**What is needed**. In the entries that follow, the lines from the one with "if self.cents <" through the one with "standard cut: 10 %." are the ones to write out, exactly and with both ends included. Nothing else should appear.

**Source material**.
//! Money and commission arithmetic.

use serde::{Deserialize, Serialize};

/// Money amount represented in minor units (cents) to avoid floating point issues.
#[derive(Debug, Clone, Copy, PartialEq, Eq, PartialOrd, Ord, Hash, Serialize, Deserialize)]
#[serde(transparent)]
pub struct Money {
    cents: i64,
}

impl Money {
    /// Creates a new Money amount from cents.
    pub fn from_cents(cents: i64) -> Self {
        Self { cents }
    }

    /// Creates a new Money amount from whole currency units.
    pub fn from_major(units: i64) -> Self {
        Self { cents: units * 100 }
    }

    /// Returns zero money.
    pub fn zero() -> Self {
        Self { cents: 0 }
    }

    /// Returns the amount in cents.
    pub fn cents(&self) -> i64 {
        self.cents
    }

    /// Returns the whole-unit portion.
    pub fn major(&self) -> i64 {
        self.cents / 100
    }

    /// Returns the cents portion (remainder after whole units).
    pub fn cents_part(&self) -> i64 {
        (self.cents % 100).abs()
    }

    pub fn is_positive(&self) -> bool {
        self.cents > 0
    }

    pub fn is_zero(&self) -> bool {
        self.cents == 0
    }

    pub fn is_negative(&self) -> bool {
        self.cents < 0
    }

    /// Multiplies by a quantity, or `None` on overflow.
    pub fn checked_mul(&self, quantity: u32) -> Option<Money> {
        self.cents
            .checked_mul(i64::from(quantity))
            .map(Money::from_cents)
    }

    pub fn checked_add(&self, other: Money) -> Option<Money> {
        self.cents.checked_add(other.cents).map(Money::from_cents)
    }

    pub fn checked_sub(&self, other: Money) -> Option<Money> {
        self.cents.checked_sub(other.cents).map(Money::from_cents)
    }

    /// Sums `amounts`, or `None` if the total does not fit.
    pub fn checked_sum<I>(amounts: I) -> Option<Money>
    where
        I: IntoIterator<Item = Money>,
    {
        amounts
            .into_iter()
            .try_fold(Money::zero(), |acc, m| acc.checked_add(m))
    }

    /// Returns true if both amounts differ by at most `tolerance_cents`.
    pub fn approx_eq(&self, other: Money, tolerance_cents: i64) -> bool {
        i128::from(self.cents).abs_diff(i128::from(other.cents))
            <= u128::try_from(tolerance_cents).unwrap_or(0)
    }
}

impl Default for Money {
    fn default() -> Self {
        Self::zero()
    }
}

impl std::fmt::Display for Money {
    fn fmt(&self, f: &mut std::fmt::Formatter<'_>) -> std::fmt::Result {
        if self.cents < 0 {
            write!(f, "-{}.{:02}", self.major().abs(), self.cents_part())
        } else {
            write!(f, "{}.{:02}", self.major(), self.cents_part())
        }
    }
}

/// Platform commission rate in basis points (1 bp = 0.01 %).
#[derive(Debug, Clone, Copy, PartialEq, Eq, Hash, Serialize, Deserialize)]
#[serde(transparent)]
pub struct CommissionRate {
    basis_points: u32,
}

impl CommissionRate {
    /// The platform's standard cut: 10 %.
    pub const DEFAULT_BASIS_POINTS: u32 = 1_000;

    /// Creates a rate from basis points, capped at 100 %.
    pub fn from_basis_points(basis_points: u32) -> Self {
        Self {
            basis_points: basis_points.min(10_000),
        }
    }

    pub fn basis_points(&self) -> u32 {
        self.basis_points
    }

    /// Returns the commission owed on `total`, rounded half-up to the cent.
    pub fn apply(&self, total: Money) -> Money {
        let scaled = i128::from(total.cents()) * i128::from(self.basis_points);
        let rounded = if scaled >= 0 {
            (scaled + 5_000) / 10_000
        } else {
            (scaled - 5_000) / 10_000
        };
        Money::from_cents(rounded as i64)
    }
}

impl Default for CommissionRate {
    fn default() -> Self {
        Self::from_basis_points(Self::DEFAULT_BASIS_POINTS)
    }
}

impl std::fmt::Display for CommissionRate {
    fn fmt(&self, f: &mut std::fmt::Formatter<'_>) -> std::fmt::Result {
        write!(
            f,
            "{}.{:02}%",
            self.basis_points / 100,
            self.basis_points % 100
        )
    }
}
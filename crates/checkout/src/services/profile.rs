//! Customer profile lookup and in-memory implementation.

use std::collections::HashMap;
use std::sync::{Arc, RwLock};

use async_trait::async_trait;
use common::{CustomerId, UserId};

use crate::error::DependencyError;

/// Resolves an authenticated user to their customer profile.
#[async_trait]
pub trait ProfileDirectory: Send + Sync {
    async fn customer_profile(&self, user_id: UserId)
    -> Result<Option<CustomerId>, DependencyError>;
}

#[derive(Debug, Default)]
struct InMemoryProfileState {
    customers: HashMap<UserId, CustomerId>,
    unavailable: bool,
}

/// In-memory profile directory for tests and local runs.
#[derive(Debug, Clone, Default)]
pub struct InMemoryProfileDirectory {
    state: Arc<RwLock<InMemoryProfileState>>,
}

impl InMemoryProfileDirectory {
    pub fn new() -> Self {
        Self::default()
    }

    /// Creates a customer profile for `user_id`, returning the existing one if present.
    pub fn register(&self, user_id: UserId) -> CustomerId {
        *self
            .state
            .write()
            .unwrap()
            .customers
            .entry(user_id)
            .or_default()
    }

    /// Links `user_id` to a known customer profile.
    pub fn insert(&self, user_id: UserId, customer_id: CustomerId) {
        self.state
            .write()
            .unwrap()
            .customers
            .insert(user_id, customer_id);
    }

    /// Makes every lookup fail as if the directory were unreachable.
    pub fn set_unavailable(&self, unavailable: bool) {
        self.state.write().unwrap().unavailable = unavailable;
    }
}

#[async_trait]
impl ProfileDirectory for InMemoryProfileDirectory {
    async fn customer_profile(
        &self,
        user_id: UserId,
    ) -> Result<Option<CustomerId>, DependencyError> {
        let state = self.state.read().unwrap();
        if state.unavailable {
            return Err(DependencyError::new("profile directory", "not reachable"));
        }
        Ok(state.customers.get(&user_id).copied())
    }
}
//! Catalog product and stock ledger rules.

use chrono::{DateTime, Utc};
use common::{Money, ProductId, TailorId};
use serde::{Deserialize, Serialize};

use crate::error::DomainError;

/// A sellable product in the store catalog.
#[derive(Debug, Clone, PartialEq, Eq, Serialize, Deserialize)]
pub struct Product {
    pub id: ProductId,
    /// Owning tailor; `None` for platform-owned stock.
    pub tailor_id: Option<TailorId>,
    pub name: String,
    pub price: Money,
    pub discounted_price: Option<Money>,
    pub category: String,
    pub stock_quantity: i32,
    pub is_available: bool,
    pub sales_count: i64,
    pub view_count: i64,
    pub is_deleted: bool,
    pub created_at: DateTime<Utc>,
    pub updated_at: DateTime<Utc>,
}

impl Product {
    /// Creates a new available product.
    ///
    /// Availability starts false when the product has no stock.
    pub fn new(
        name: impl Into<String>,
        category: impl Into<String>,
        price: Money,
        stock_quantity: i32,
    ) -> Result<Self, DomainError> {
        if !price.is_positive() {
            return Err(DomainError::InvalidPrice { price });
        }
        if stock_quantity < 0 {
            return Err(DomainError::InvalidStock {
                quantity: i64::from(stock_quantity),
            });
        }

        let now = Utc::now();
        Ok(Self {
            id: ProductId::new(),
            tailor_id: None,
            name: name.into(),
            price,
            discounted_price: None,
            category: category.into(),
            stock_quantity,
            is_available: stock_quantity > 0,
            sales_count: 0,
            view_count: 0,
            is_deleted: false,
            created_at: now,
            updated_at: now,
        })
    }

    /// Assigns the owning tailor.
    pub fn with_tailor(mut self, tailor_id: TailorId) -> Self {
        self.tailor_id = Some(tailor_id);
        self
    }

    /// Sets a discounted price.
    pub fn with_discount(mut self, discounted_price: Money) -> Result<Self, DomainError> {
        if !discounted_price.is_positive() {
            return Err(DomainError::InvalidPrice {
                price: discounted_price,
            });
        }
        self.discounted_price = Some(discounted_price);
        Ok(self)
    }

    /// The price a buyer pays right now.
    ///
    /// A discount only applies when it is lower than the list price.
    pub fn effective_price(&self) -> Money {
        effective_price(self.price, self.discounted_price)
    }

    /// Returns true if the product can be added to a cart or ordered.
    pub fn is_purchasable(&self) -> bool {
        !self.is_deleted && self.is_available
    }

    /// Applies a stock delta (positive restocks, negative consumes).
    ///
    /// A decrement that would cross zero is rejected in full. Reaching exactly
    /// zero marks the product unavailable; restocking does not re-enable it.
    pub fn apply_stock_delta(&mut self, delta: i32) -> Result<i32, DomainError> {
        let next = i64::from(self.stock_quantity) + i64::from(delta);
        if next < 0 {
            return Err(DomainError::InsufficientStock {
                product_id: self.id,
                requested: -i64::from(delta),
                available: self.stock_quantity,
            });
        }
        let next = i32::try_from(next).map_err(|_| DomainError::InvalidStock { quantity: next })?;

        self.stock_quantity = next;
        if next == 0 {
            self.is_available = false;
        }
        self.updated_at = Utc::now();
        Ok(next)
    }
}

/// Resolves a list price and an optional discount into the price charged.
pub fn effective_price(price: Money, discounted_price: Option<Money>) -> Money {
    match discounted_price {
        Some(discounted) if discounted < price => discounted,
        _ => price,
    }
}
...
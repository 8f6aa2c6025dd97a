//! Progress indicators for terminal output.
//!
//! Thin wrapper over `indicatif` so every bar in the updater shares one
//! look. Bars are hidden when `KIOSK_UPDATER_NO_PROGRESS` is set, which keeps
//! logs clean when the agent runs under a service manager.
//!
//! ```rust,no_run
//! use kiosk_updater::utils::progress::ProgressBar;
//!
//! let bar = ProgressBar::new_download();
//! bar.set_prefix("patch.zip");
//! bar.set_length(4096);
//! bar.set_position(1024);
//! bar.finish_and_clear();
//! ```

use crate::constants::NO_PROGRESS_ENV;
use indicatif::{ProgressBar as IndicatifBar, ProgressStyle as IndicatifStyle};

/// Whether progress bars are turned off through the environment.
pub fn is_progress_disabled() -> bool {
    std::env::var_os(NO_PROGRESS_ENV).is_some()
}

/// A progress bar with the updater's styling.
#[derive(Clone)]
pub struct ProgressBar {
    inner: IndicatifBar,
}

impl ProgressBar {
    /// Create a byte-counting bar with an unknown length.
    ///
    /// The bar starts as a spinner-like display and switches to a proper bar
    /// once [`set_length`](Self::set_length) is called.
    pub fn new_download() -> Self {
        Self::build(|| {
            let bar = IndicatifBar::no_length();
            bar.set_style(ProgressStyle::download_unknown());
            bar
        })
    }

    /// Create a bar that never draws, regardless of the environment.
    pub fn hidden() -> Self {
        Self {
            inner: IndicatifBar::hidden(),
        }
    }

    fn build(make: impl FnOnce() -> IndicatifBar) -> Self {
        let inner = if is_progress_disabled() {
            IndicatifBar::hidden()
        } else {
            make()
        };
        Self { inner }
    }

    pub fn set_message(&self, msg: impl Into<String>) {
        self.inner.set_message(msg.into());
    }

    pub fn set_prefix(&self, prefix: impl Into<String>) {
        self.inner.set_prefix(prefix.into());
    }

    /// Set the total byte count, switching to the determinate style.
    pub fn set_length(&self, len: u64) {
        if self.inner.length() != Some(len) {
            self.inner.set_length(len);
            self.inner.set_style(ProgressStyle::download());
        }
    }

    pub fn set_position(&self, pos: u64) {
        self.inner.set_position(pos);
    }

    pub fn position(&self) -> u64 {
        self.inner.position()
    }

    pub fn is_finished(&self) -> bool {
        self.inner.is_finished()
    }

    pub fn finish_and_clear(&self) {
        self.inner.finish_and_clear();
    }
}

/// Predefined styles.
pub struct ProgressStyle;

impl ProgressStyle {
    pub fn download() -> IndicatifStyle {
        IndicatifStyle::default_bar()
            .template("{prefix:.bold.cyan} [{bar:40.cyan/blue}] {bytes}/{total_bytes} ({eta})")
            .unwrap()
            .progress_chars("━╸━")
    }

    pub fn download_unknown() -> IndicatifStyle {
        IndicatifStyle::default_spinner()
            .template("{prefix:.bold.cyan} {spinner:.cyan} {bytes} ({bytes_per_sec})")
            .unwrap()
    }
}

**Task result**.
        if self.cents < 0 {
            write!(f, "-{}.{:02}", self.major().abs(), self.cents_part())
        } else {
            write!(f, "{}.{:02}", self.major(), self.cents_part())
        }
    }
}

/// Platform commission rate in basis points (1 bp = 0.01 %).
#[derive(Debug, Clone, Copy, PartialEq, Eq, Hash, Serialize, Deserialize)]
#[serde(transparent)]
pub struct CommissionRate {
    basis_points: u32,
}

impl CommissionRate {
    /// The platform's standard cut: 10 %.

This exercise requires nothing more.